HTML 5 could present everything in mostly the same way, but still be an
improvement because the browser would be aware of it all.

Problems that I see only in Flash:

\- Fixed-size text in a fixed-size box in the browser.

\- Text that can't be selected/copied/pasted.

\- Unnecessary customizations to video player interfaces.

\- "Navigation" that is completely unable to interact with the rest of my
browser, e.g. can't figure out what URLs things go to, or how to go back.
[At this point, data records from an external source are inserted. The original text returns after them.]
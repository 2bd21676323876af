//! Scanning saved images through the default decoder.

#![cfg(feature = "decoder")]

use qr_scan::capture::{Facing, ScanConfig, StillImageSource};
use qr_scan::scan::{ScanCallbacks, ScanOutcome, ScanSession};
use qr_scan::{DetectorConfig, MenuLink};
use qrcode::{Color, QrCode};
use std::path::PathBuf;
use std::sync::{Arc, Mutex};

const SCALE: u32 = 5;
const QUIET: u32 = 4;

/// Writes `payload` as a black-on-white PNG and returns its path.
fn write_code_png(name: &str, payload: &str) -> PathBuf {
    let code = QrCode::new(payload.as_bytes()).unwrap();
    let modules = code.width() as u32;
    let colors = code.to_colors();
    let size = (modules + 2 * QUIET) * SCALE;

    let image = image::GrayImage::from_fn(size, size, |x, y| {
        let (mx, my) = (x / SCALE, y / SCALE);
        let inside = (QUIET..QUIET + modules).contains(&mx) && (QUIET..QUIET + modules).contains(&my);
        let dark = inside && colors[((my - QUIET) * modules + (mx - QUIET)) as usize] == Color::Dark;
        image::Luma([if dark { 0 } else { 255 }])
    });

    let path = std::env::temp_dir().join(format!("qr-scan-{}-{}.png", name, std::process::id()));
    image.save(&path).unwrap();
    path
}

#[tokio::test]
async fn saved_menu_code_scans_to_success() {
    let url = "https://example.com/menu/demo1/burger";
    let path = write_code_png("menu", url);
    let scanned = Arc::new(Mutex::new(Vec::new()));
    let sink = Arc::clone(&scanned);

    let outcome = ScanSession::new(StillImageSource::new(&path), DetectorConfig::default())
        .with_scan_config(ScanConfig::unpaced())
        .start(
            Facing::Back,
            ScanCallbacks::new(move |payload| sink.lock().unwrap().push(payload), |_| {}),
        )
        .await
        .wait()
        .await;
    let _ = std::fs::remove_file(&path);

    assert_eq!(outcome.payload(), Some(url));
    assert_eq!(*scanned.lock().unwrap(), vec![url.to_string()]);
    let link = MenuLink::from_payload(url).unwrap();
    assert_eq!(link.route(), "/menu/demo1/burger");
}

#[tokio::test]
async fn blank_image_keeps_scanning_until_stopped() {
    let path = std::env::temp_dir().join(format!("qr-scan-blank-{}.png", std::process::id()));
    image::GrayImage::from_pixel(120, 80, image::Luma([255u8]))
        .save(&path)
        .unwrap();

    let handle = ScanSession::new(StillImageSource::new(&path), DetectorConfig::default())
        .with_scan_config(ScanConfig::unpaced())
        .start(Facing::Back, ScanCallbacks::silent())
        .await;
    let mut progress = handle.progress();
    progress
        .wait_for(|p| p.attempts >= 3)
        .await
        .unwrap();

    assert_eq!(handle.cancel().await, ScanOutcome::Cancelled);
    let _ = std::fs::remove_file(&path);
}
\- Needing to go to Adobe's own web site to bring up Flash configuration
panels to edit further redundancies like Flash's own cookie storage, etc.

------
bonaldi
Hoo, the comments thread on this is still good. It's OK for Flash to suck,
because sometimes other apps suck as well. _the Flash plugin on Windows is far
more efficient and performs massively better than in the same page on
Macintosh. [jd sez: I haven't tested that, but it's reasonable -- 3D and video
tools are often claimed to work better on Windows too.]_
[http://blogs.adobe.com/jd/2009/06/adobe_on_html5.html#commen...](http://blogs.adobe.com/jd/2009/06/adobe_on_html5.html#comment-2005744)

------
benreesman
holding my finger in the dyke is hard, let's go shopping!